Baldassare Galuppi

Nació en Burano el 18 de octubre de 1706, murió en Venecia el 3 de enero de 1785. Fue llamado «el Buranello» por su lugar de nacimiento. Su pri­mer maestro fue su padre, barbero y violi­nista. En 1722, a los dieciséis años, hizo representar su primer trabajo, La fede nell’ incostanza (ossia Gli amici rivali) en Vi­cenza y en Chioggia. El fracaso le impulsó a perfeccionar sus estudios musicales, bajo la dirección de Lotti.

En colaboración con su alumno Pescetti, representó en Venecia Gli odi delusi dal sangue (1728) y Dorinda (1729). Con L’odio placato (1729) G. inició su afortunada carrera de autor de óperas aclamado y solicitado por todos los teatros de Europa, excepto los de Italia meridional, donde sus obras sólo aparecieron de tiempo en tiempo. En 1740 fue nombrado maestro de coro en el Ospitale dei Mendicanti; in­vitado a Londres, en 1741-42 hizo represen­tar allí sus óperas Penelope, Scipione in Cartagine, Enrico y Sirbace, con éxito cre­ciente y dejando una notable huella en el mundo musical inglés. Vuelto a Venecia, reanudó su diligente actividad: a Adriano in Siria (1740) y a Didone abbandonata (1741), las obras más significativas, escritas por G. antes de su viaje a Londres, se aña­dieron, entre otras, La forza d’amore (1745), Il protettore alla moda (1747), L’Olimpiade (1747), Olympia (1749), Artaserse (1749), Semiramide reconosciuta (1749) y Demofoonte (1749). Entretanto, en 1748 había sido nombrado segundo maestro de capilla de S. Marcos.

Pero el año decisivo para la acti­vidad creadora de G. fue 1749, que vio el comienzo de su larga colaboración con Goldoni, la cual produjo más de 18 obras, entre las cuales son las más significativas Arcifan­fano, re de’matti (1749), II mondo della luna (175Ó), Il paese della cuccagna (1750), Il mondo alla roversa (1750), Le virtuose ridicule (1752), El filòsofo campestre (1754, v.), La diavolesa (1755), La donna di gover­no (1764) y La cameriera spiritosa (1766), última de la serie. La colaboración con Goldoni influyó beneficiosamente en la ya natural tendencia de nuestro compositor a una incisiva definición de los caracteres, a una eficaz plasticidad de las frases vocales e instrumentales. La larga e intensa colabo­ración con el gran comediógrafo no impi­dió que el infatigable G. continuara traba­jando en la ópera seria ni que dejara de re­currir a otros libretistas, en primer lugar a Metastasio: particularmente importantes son L’eroe cinese (1753), Il re pastore (1758), L’amante di tutte (1760) y Li tre amanti ridicoli (1761), con libreto de su hijo Anto­nio, e II marchese villano (1762).

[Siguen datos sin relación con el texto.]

// ABOUTME: Capability trait for entities that carry tags
// ABOUTME: Supplies the type discriminator and id the tagging service scopes join rows by

use tagkit_tags::TaggableRef;

/// Implemented by domain types that can be tagged.
///
/// The entity only describes itself; all tagging behaviour lives in
/// [`TaggingService`](crate::TaggingService), reached through
/// [`TaggingService::for_entity`](crate::TaggingService::for_entity).
pub trait HasTags {
    /// Discriminator stored in `taggable_type`; must be stable across releases
    const TAGGABLE_TYPE: &'static str;

    fn taggable_id(&self) -> String;

    /// Per-type override of the configured untag-on-delete behaviour
    fn untag_on_delete() -> Option<bool> {
        None
    }

    fn taggable_ref(&self) -> TaggableRef {
        TaggableRef::new(Self::TAGGABLE_TYPE, self.taggable_id())
    }
}
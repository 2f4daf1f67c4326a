// ABOUTME: Tagging service shared by every taggable type
// ABOUTME: Owns the pool, configuration, registry storages, and the tag event channel

use sqlx::{QueryBuilder, Sqlite, SqlitePool};
use tagkit_config::constants::TAGGING_EVENT_CHANNEL_SIZE;
use tagkit_config::env_u32_in_range;
use tagkit_core::TaggingConfig;
use tagkit_storage::StorageError;
use tagkit_tags::{TagCount, TagGroupStorage, TagStorage, TaggableRef, TranslationStorage};
use tokio::sync::broadcast;
use tracing::{debug, warn};

use crate::capability::HasTags;
use crate::events::TagEvent;
use crate::filter::TagQuery;
use crate::taggable::Taggable;

/// Default capacity for the tag event channel
/// Can be overridden via TAGGING_EVENT_CHANNEL_SIZE environment variable
const DEFAULT_EVENT_CHANNEL_SIZE: usize = 256;

pub struct TaggingService {
    pool: SqlitePool,
    config: TaggingConfig,
    tags: TagStorage,
    groups: TagGroupStorage,
    translations: TranslationStorage,
    event_tx: broadcast::Sender<TagEvent>,
}

impl TaggingService {
    pub fn new(pool: SqlitePool, config: TaggingConfig) -> Self {
        // Read channel size from environment with validation
        let channel_size = env_u32_in_range(TAGGING_EVENT_CHANNEL_SIZE, 10, 10_000)
            .map(|v| v as usize)
            .unwrap_or(DEFAULT_EVENT_CHANNEL_SIZE);

        let (event_tx, _) = broadcast::channel(channel_size);

        Self {
            tags: TagStorage::new(pool.clone(), config.clone()),
            groups: TagGroupStorage::new(pool.clone(), config.clone()),
            translations: TranslationStorage::new(pool.clone(), config.clone()),
            pool,
            config,
            event_tx,
        }
    }

    pub fn pool(&self) -> &SqlitePool {
        &self.pool
    }

    pub fn config(&self) -> &TaggingConfig {
        &self.config
    }

    pub fn tags(&self) -> &TagStorage {
        &self.tags
    }

    pub fn groups(&self) -> &TagGroupStorage {
        &self.groups
    }

    pub fn translations(&self) -> &TranslationStorage {
        &self.translations
    }

    /// Subscribe to tag added/removed notifications
    pub fn subscribe(&self) -> broadcast::Receiver<TagEvent> {
        self.event_tx.subscribe()
    }

    /// Tagging handle for a concrete entity
    pub fn for_entity<E: HasTags>(&self, entity: &E) -> Taggable<'_> {
        Taggable::new(self, entity.taggable_ref())
    }

    /// Tagging handle for an entity known only by discriminator and id
    pub fn for_ref(&self, taggable: TaggableRef) -> Taggable<'_> {
        Taggable::new(self, taggable)
    }

    /// Empty filter set for entities of type `E`
    pub fn query<E: HasTags>(&self) -> TagQuery {
        self.query_type(E::TAGGABLE_TYPE)
    }

    /// Empty filter set for `taggable_type`, matching translated names in the configured locale
    pub fn query_type(&self, taggable_type: &str) -> TagQuery {
        let query = TagQuery::new(taggable_type, self.config.normalizer);
        match &self.config.locale {
            Some(locale) => query.with_locale(locale.clone()),
            None => query,
        }
    }

    /// Ids of tagged entities matching `query`, evaluated against the join table only.
    ///
    /// Entities with no tags at all never appear, so `without_tags` here means
    /// "tagged, but not with these".
    pub async fn tagged_ids(&self, query: &TagQuery) -> Result<Vec<String>, StorageError> {
        let mut builder: QueryBuilder<'_, Sqlite> = QueryBuilder::new(
            "SELECT DISTINCT tg.taggable_id FROM tagging_tagged tg WHERE tg.taggable_type = ",
        );
        builder.push_bind(query.taggable_type().to_string());
        query.push_conditions(&mut builder, "tg.taggable_id")?;
        builder.push(" ORDER BY tg.taggable_id");

        builder
            .build_query_scalar::<String>()
            .fetch_all(&self.pool)
            .await
            .map_err(StorageError::Sqlx)
    }

    /// Distinct tags in use by a taggable type with their live per-type usage
    pub async fn existing_tags(&self, taggable_type: &str) -> Result<Vec<TagCount>, StorageError> {
        debug!("Fetching existing tags for type: {}", taggable_type);

        sqlx::query_as::<_, TagCount>(
            r#"
            SELECT t.name AS name, t.slug AS slug, COUNT(tg.id) AS count
            FROM tagging_tagged tg
            JOIN tagging_tags t ON t.id = tg.tag_id
            WHERE tg.taggable_type = ?
            GROUP BY t.id, t.name, t.slug
            ORDER BY t.slug
            "#,
        )
        .bind(taggable_type)
        .fetch_all(&self.pool)
        .await
        .map_err(StorageError::Sqlx)
    }

    /// Like [`existing_tags`](Self::existing_tags), restricted to tags in the named groups
    pub async fn existing_tags_in_groups<S: AsRef<str>>(
        &self,
        taggable_type: &str,
        groups: &[S],
    ) -> Result<Vec<TagCount>, StorageError> {
        let mut group_slugs: Vec<String> = groups
            .iter()
            .map(|g| self.config.normalize(g.as_ref()))
            .filter(|slug| !slug.is_empty())
            .collect();
        group_slugs.sort();
        group_slugs.dedup();

        if group_slugs.is_empty() {
            return Ok(Vec::new());
        }

        debug!(
            "Fetching existing tags for type: {} in groups: {:?}",
            taggable_type, group_slugs
        );

        let mut builder: QueryBuilder<'_, Sqlite> = QueryBuilder::new(
            r#"
            SELECT t.name AS name, t.slug AS slug, COUNT(tg.id) AS count
            FROM tagging_tagged tg
            JOIN tagging_tags t ON t.id = tg.tag_id
            JOIN tagging_tag_groups g ON g.id = t.tag_group_id
            WHERE tg.taggable_type = "#,
        );
        builder.push_bind(taggable_type.to_string());
        builder.push(" AND g.slug IN (");
        let mut separated = builder.separated(", ");
        for slug in group_slugs {
            separated.push_bind(slug);
        }
        separated.push_unseparated(")");
        builder.push(" GROUP BY t.id, t.name, t.slug ORDER BY t.slug");

        builder
            .build_query_as::<TagCount>()
            .fetch_all(&self.pool)
            .await
            .map_err(StorageError::Sqlx)
    }

    /// Delete every unused, non-suggested tag
    pub async fn delete_unused_tags(&self) -> Result<u64, StorageError> {
        self.tags.delete_unused().await
    }

    /// Broadcast an event to all subscribers
    pub(crate) fn emit(&self, event: TagEvent) {
        // Delivery is best-effort; no receivers is the normal case
        if let Err(e) = self.event_tx.send(event) {
            if self.event_tx.receiver_count() > 0 {
                warn!("Failed to broadcast tag event: {}", e);
            }
        }
    }
}
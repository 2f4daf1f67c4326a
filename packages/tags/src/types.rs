// ABOUTME: Tag registry type definitions
// ABOUTME: Tags, tag groups, polymorphic join rows, translations, and usage aggregates

use std::fmt;

use chrono::{DateTime, Utc};
use serde::{Deserialize, Serialize};
use sqlx::FromRow;

#[derive(Debug, Clone, PartialEq, Eq, Serialize, Deserialize, FromRow)]
pub struct Tag {
    pub id: String,
    pub name: String,
    pub slug: String,
    /// Live join rows referencing this tag, maintained incrementally
    pub count: i64,
    /// Curated suggestion; never garbage collected
    pub suggest: bool,
    pub tag_group_id: Option<String>,
    pub created_at: DateTime<Utc>,
}

#[derive(Debug, Clone, PartialEq, Eq, Serialize, Deserialize, FromRow)]
pub struct TagGroup {
    pub id: String,
    pub name: String,
    pub slug: String,
    pub created_at: DateTime<Utc>,
}

/// Join row linking one taggable entity to one tag
#[derive(Debug, Clone, PartialEq, Eq, Serialize, Deserialize, FromRow)]
pub struct Tagged {
    pub id: String,
    pub taggable_type: String,
    pub taggable_id: String,
    pub tag_id: String,
    pub tag_name: String,
    pub tag_slug: String,
    pub sorting: Option<i64>,
    pub created_at: DateTime<Utc>,
}

#[derive(Debug, Clone, PartialEq, Eq, Serialize, Deserialize, FromRow)]
pub struct TagTranslation {
    pub id: String,
    pub tag_id: String,
    pub locale: String,
    pub name: String,
    pub slug: String,
}

/// A tag in use by some taggable type, with its live usage for that type
#[derive(Debug, Clone, PartialEq, Eq, Serialize, Deserialize, FromRow)]
pub struct TagCount {
    pub name: String,
    pub slug: String,
    pub count: i64,
}

/// Polymorphic reference to a taggable entity: type discriminator plus id
#[derive(Debug, Clone, PartialEq, Eq, Hash, Serialize, Deserialize)]
pub struct TaggableRef {
    pub taggable_type: String,
    pub taggable_id: String,
}

impl TaggableRef {
    pub fn new(taggable_type: impl Into<String>, taggable_id: impl Into<String>) -> Self {
        Self {
            taggable_type: taggable_type.into(),
            taggable_id: taggable_id.into(),
        }
    }
}

impl fmt::Display for TaggableRef {
    fn fmt(&self, f: &mut fmt::Formatter<'_>) -> fmt::Result {
        write!(f, "{}#{}", self.taggable_type, self.taggable_id)
    }
}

Es éste también el período más denso de la acti­vidad de G. como compositor de música instrumental. Sobresalen en este campo las cincuenta y una Sonate para clavicémbalo. Nombrado en 1762 maestro de capilla de S. Marcos y director del Conservatorio de los Incurables, fue invitado G. por Cata­lina II de Rusia a Petersburgo, donde permaneció de 1765 a 1768; allí obtuvo clamo­rosos éxitos, especialmente con Ifigenia en Tauride. Vuelto a Venecia, redujo cada vez más su actividad como autor de óperas, que se cierra definitivamente con La serva per amore (1773). Se dedicó después de un modo exclusivo a la composición de música ecle­siástica y de oratorios: su última ^creación fue II retornó di Tobia, con texto de Gas- pare Gozzi (1783).